Anti-Social Engineering

By Simson Garfinkel

October 07, 2002 — CSO — Kevin Mitnick is the most famous computer hacker of our time. His capture in February 1995 by computer scientist Tsutomu Shimomura was the subject of three hugely popular books. Since his release from prison on Jan. 21, 2000, Mitnick has taken on the role of "reformed hacker extraordinaire"a man who seeks to undo the damage he has done by teaching corporate America how to defend against social engineering attacks (while making a pretty penny in the process).

This month Mitnick releases his first book, The Art of Deception. It is filled with stories of how an enterprising social engineer can outsmart office workers, circumvent security technology, and generally make a mockery of our attempts to protect computers and networks. Mitnick's message is simple: Humans are the weakest link in any security system. Companies need to spend more time training their employees on how to resist such attacks.

That's all trueand not surprising to hear from an allegedly reformed con man turned security consultant. (By almost all accounts, it was Mitnick's ability to trick people, rather than his skill at computing, which made it possible for him to penetrate so many organizations.) However, Mitnick's systematic downplay of technology and its value in defending sensitive information is yet another act of deceptionone that could be far more damaging than any of his other exploits to date.

Awareness Isn't Everything

To be sure, many organizations need to improve the security of their "human factor." Social engineers use internal phone numbers, knowledge of procedures and even industry lingo to gain the trust of their intended victims.

One Mitnick anecdote: The intrepid social engineer calls up the network operations center of a cell phone company during a snowstorm. After befriending the operators, he asks them: "I left my SecureID card on my desk. Will you fetch it for me?" he asks. Of course, the network operators are too busy to do that, so they do the next best thing: They read off the ever-changing code on their own token, allowing the hacker to break in and steal the company's source code.

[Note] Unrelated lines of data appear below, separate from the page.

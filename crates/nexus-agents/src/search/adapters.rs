//! Live provider adapters. Each is a thin REST wrapper that shapes the
//! provider's request and normalizes its response rows into
//! [`SearchResult`]s; provider quirks never leak past this file.

use chrono::Utc;
use serde_json::{json, Value};

use nexus_shared::config::SearchProviderSettings;
use nexus_shared::{NexusError, NexusResult};

use super::{SearchOptions, SearchResult};

fn http_client() -> reqwest::Client {
    reqwest::Client::builder()
        .timeout(std::time::Duration::from_secs(30))
        .build()
        .unwrap_or_default()
}

async fn post_json(
    client: &reqwest::Client,
    provider: &str,
    request: reqwest::RequestBuilder,
) -> NexusResult<Value> {
    let response = request.send().await?;
    let status = response.status();
    if !status.is_success() {
        let detail = response.text().await.unwrap_or_default();
        return Err(NexusError::provider(
            provider,
            format!("HTTP {status}: {detail}"),
        ));
    }
    Ok(response.json().await?)
}

fn str_field(value: &Value, key: &str) -> Option<String> {
    value.get(key).and_then(Value::as_str).map(str::to_string)
}

// =============================================================================
// LinkUp
// =============================================================================

#[derive(Debug)]
pub struct LinkupAdapter {
    api_key: String,
    base_url: String,
    client: reqwest::Client,
}

impl LinkupAdapter {
    const DEFAULT_URL: &'static str = "https://api.linkup.so/v1";

    pub fn new(settings: &SearchProviderSettings) -> Self {
        Self {
            api_key: settings.api_key.clone(),
            base_url: settings
                .url
                .clone()
                .unwrap_or_else(|| Self::DEFAULT_URL.to_string()),
            client: http_client(),
        }
    }

    pub fn provider_name(&self) -> &'static str {
        "linkup"
    }

    pub async fn search(
        &self,
        query: &str,
        options: SearchOptions,
    ) -> NexusResult<Vec<SearchResult>> {
        let body = json!({
            "q": query,
            "depth": "standard",
            "outputType": "searchResults",
        });
        let value = post_json(
            &self.client,
            self.provider_name(),
            self.client
                .post(format!("{}/search", self.base_url))
                .bearer_auth(&self.api_key)
                .json(&body),
        )
        .await?;

        let rows = value["results"].as_array().cloned().unwrap_or_default();
        Ok(rows
            .iter()
            .take(options.max_results)
            .filter_map(|row| {
                let url = str_field(row, "url")?;
                let mut result = SearchResult {
                    title: str_field(row, "name"),
                    url,
                    snippet: str_field(row, "content").unwrap_or_default(),
                    provider: self.provider_name().to_string(),
                    score: None,
                    extracted_text: None,
                    retrieved_at: Utc::now(),
                };
                result.extracted_text = str_field(row, "content");
                Some(result)
            })
            .collect())
    }
}

// =============================================================================
// Exa
// =============================================================================

#[derive(Debug)]
pub struct ExaAdapter {
    api_key: String,
    base_url: String,
    client: reqwest::Client,
}

impl ExaAdapter {
    const DEFAULT_URL: &'static str = "https://api.exa.ai";

    pub fn new(settings: &SearchProviderSettings) -> Self {
        Self {
            api_key: settings.api_key.clone(),
            base_url: settings
                .url
                .clone()
                .unwrap_or_else(|| Self::DEFAULT_URL.to_string()),
            client: http_client(),
        }
    }

    pub fn provider_name(&self) -> &'static str {
        "exa"
    }

    pub async fn search(
        &self,
        query: &str,
        options: SearchOptions,
    ) -> NexusResult<Vec<SearchResult>> {
        let body = json!({
            "query": query,
            "numResults": options.max_results,
            "contents": { "text": true },
        });
        let value = post_json(
            &self.client,
            self.provider_name(),
            self.client
                .post(format!("{}/search", self.base_url))
                .header("x-api-key", &self.api_key)
                .json(&body),
        )
        .await?;

        let rows = value["results"].as_array().cloned().unwrap_or_default();
        Ok(rows
            .iter()
            .filter_map(|row| {
                let url = str_field(row, "url")?;
                Some(SearchResult {
                    title: str_field(row, "title"),
                    url,
                    snippet: str_field(row, "text")
                        .map(|t| t.chars().take(400).collect())
                        .unwrap_or_default(),
                    provider: self.provider_name().to_string(),
                    score: row.get("score").and_then(Value::as_f64),
                    extracted_text: str_field(row, "text"),
                    retrieved_at: Utc::now(),
                })
            })
            .collect())
    }
}

// =============================================================================
// Perplexity
// =============================================================================

#[derive(Debug)]
pub struct PerplexityAdapter {
    api_key: String,
    base_url: String,
    client: reqwest::Client,
}

impl PerplexityAdapter {
    const DEFAULT_URL: &'static str = "https://api.perplexity.ai";

    pub fn new(settings: &SearchProviderSettings) -> Self {
        Self {
            api_key: settings.api_key.clone(),
            base_url: settings
                .url
                .clone()
                .unwrap_or_else(|| Self::DEFAULT_URL.to_string()),
            client: http_client(),
        }
    }

    pub fn provider_name(&self) -> &'static str {
        "perplexity"
    }

    /// Perplexity answers with a synthesized response plus citations; each
    /// citation becomes one result row carrying the answer as snippet.
    pub async fn search(
        &self,
        query: &str,
        options: SearchOptions,
    ) -> NexusResult<Vec<SearchResult>> {
        let body = json!({
            "model": "sonar",
            "messages": [{"role": "user", "content": query}],
        });
        let value = post_json(
            &self.client,
            self.provider_name(),
            self.client
                .post(format!("{}/chat/completions", self.base_url))
                .bearer_auth(&self.api_key)
                .json(&body),
        )
        .await?;

        let answer = value["choices"][0]["message"]["content"]
            .as_str()
            .unwrap_or_default()
            .to_string();
        let citations = value["citations"].as_array().cloned().unwrap_or_default();

        Ok(citations
            .iter()
            .take(options.max_results)
            .filter_map(Value::as_str)
            .map(|url| {
                SearchResult::new(self.provider_name(), url, answer.clone())
                    .with_extracted_text(answer.clone())
            })
            .collect())
    }
}

// =============================================================================
// Firecrawl
// =============================================================================

#[derive(Debug)]
pub struct FirecrawlAdapter {
    api_key: String,
    base_url: String,
    client: reqwest::Client,
}

impl FirecrawlAdapter {
    const DEFAULT_URL: &'static str = "https://api.firecrawl.dev";

    pub fn new(settings: &SearchProviderSettings) -> Self {
        Self {
            api_key: settings.api_key.clone(),
            base_url: settings
                .url
                .clone()
                .unwrap_or_else(|| Self::DEFAULT_URL.to_string()),
            client: http_client(),
        }
    }

    pub fn provider_name(&self) -> &'static str {
        "firecrawl"
    }

    pub async fn search(
        &self,
        query: &str,
        options: SearchOptions,
    ) -> NexusResult<Vec<SearchResult>> {
        let body = json!({
            "query": query,
            "limit": options.max_results,
            "scrapeOptions": { "formats": ["markdown"] },
        });
        let value = post_json(
            &self.client,
            self.provider_name(),
            self.client
                .post(format!("{}/v1/search", self.base_url))
                .bearer_auth(&self.api_key)
                .json(&body),
        )
        .await?;

        let rows = value["data"].as_array().cloned().unwrap_or_default();
        Ok(rows
            .iter()
            .filter_map(|row| {
                let url = str_field(row, "url")?;
                Some(SearchResult {
                    title: str_field(row, "title"),
                    url,
                    snippet: str_field(row, "description").unwrap_or_default(),
                    provider: self.provider_name().to_string(),
                    score: None,
                    extracted_text: str_field(row, "markdown"),
                    retrieved_at: Utc::now(),
                })
            })
            .collect())
    }
}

In this example, the caller is able to "prove" his identity by telling the network operators his office number, the department where he worked and the name of his supervisorall information that the attacker had gleaned from previous phone calls to the company. Mitnick's message is that organizations need to treat phone lists, org charts, technical procedure manuals and other information as highly confidential in order to protect themselves from social engineering attacks.